Can you make it clear that both MD5- and SHA1-SecretSuffix are not only cryptographically broken, but have feasible attacks with today's hardware?
In other words, for the people who are downmodding Nate because he used the word "idiot" and they don't know who he is because his karma score is 3 digits (and who are concurrently modding me and Colin up because our karma scores are 5 digits because we are losers):
No matter what Colin is saying, Nate has actually found systems that used SHA1(m||k) and MD5(m||k), and those systems are breakable with off-the-shelf hardware. Which is why he wrote this blog post we're commenting on.

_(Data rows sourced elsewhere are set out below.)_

//! Cache Module
//!
//! Paste cache interface and its backends: no-op, bounded in-process LRU,
//! and a remote key-value store (Redis).

mod backend;
mod entry;
pub mod keys;
mod local;
mod lru;
mod noop;
#[cfg(feature = "redis-backend")]
mod redis;
mod remote;
mod stats;

#[cfg(test)]
mod property_tests;

// Re-export public types
pub use backend::{build_cache, PasteCache, SharedCache};
pub use entry::CacheEntry;
pub use local::{LocalCache, LocalStore};
pub use lru::RecencyTracker;
pub use noop::NoopCache;
#[cfg(feature = "redis-backend")]
pub use self::redis::RedisConnector;
pub use remote::{RemoteCache, RemoteConnection, RemoteConnector};
pub use stats::CacheStats;
//! Paste Cache host
//!
//! Builds the configured cache backend and serves the operational endpoints,
//! keeping the cache's external connection open for exactly as long as the
//! server is serving.

use std::net::SocketAddr;

use anyhow::Context;
use tokio::signal;
use tracing::info;
use tracing_subscriber::{layer::SubscriberExt, util::SubscriberInitExt};

use paste_cache::{api::create_router, run_while_serving, AppState, Config};

/// Main entry point.
///
/// # Startup Sequence
/// 1. Initialize tracing subscriber for logging
/// 2. Load configuration from environment variables
/// 3. Build the selected cache backend (fails fast on missing dependencies)
/// 4. Bind the HTTP listener
/// 5. Open the cache, serve until SIGINT/SIGTERM, close the cache
#[tokio::main]
async fn main() -> anyhow::Result<()> {
    // Defaults to "info" level, can be overridden with RUST_LOG env var
    tracing_subscriber::registry()
        .with(
            tracing_subscriber::EnvFilter::try_from_default_env()
                .unwrap_or_else(|_| "paste_cache=info,tower_http=info".into()),
        )
        .with(tracing_subscriber::fmt::layer())
        .init();

    info!("Starting paste cache host");

    let config = Config::from_env().context("failed to load configuration")?;
    info!(
        "Configuration loaded: backend={}, local_capacity={}, port={}",
        config.cache.backend, config.cache.local_capacity, config.server_port
    );

    let state = AppState::from_config(&config).context("failed to initialize cache backend")?;
    let cache = state.cache.clone();
    let app = create_router(state);

    let addr = SocketAddr::from(([0, 0, 0, 0], config.server_port));
    let listener = tokio::net::TcpListener::bind(addr)
        .await
        .with_context(|| format!("failed to bind {addr}"))?;
    info!("Server listening on http://{}", addr);

    run_while_serving(cache, async move {
        axum::serve(listener, app)
            .with_graceful_shutdown(shutdown_signal())
            .await
    })
    .await??;

    info!("Server shutdown complete");
    Ok(())
}

/// Waits for shutdown signal (Ctrl+C or SIGTERM).
async fn shutdown_signal() {
    let ctrl_c = async {
        signal::ctrl_c()
            .await
            .expect("Failed to install Ctrl+C handler");
    };

    #[cfg(unix)]
    let terminate = async {
        signal::unix::signal(signal::unix::SignalKind::terminate())
            .expect("Failed to install SIGTERM handler")
            .recv()
            .await;
    };

    #[cfg(not(unix))]
    let terminate = std::future::pending::<()>();

    tokio::select! {
        _ = ctrl_c => {
            info!("Received Ctrl+C, initiating shutdown...");
        }
        _ = terminate => {
            info!("Received SIGTERM, initiating shutdown...");
        }
    }
}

Theory's nice, but Colin's theories are just theories, and in the harsh light of real-world experience, his explanations of those theories are misleading. No secure system uses H(m||k). And H(m||k) is exactly the kind of thing smart developers will come up with if you give them a hash function and say "make a MAC out of this".
So "zero" are the number of systems you trust that use hand-hacked H(m||k) MACs, and like Nate you agree that using a hand-hacked H(m||k) MAC is evidence of not understanding how MACs work.
I like how you picked two other examples of "bad crypto", one which is clearly an example of bad crypto (using AES and not knowing how to actually apply the function to real data), and the other of which is a personal crusade of yours and, in fact, an example of really good crypto. But you're an academic, and you're all about getting the details right. Right. ;)
There's nothing cryptographically wrong with SSL (TLS and SSL are mostly synonyms in modern systems that disallow SSLv1 and SSLv2). SSL is actually an example of a cryptosystem done very right, which has survived and adapted to 15+ years of attacks. If you read the protocol, you will see lots of places that seem clunky, and almost all of them are countermeasures to older attacks.
The fact that a protocol with the same objectives as SSL that you wrote today would be far simpler and more straightforward than SSL is evidence of how important it is to use SSL, because you are not going to think of all the attacks that people like Paul Kocher thought of when they reviewed and modified the protocol.
As Thomas said, I was treating "SSL" and "TLS" as synonyms.
There are two major problems with SSL:
1. It's very complex and has a lot of optional components an attacker can select. This means that (a) it's very likely that SSL implementations will have bugs; (b) it's very likely that those bugs won't be triggered in common use, and will thus tend to remain unfixed; and (c) if an attacker can find such a bug, he can probably trigger it.
2. It relies on a very large number of single points of failure -- namely, Certificate Authorities. CAs screw up all the time, and an attacker only needs to find one screwy CA in order to pretend to be whoever he wants.
In many situations SSL is the best option available; but that doesn't mean that it's a good option, only that it's the least bad option.
Actually I think I've read something about the different levels of SSL. I suppose it's possible to somehow limit the available modes, to avoid exposing vulnerabilities.
an attacker only needs to find one screwy CA in order to pretend to be whoever he wants.
- What's a screwy CA, and how does the pretending work? .. If it's possible to describe roughly.
Because I'm an academic who believes in education and getting details right. And also because I don't want to have people panic unnecessarily.
Name a real system that uses H(m||k) that you trust. H(x||y) MAC schemes are a hallmark of DIY crypto, and DIY crypto systems are the ones that get broken first.
I wouldn't say that it's a hallmark of DIY crypto so much as it is a hallmark of not understanding crypto -- like advertising the use of AES-256 without mentioning the block cipher mode, or treating SSL as a silver bullet.
You're right that I wouldn't trust a system which used SHA256(m || k) as a MAC; but if I was hired to fix such a system, that would be the last thing I'd fix. I'd start by looking for the security flaws.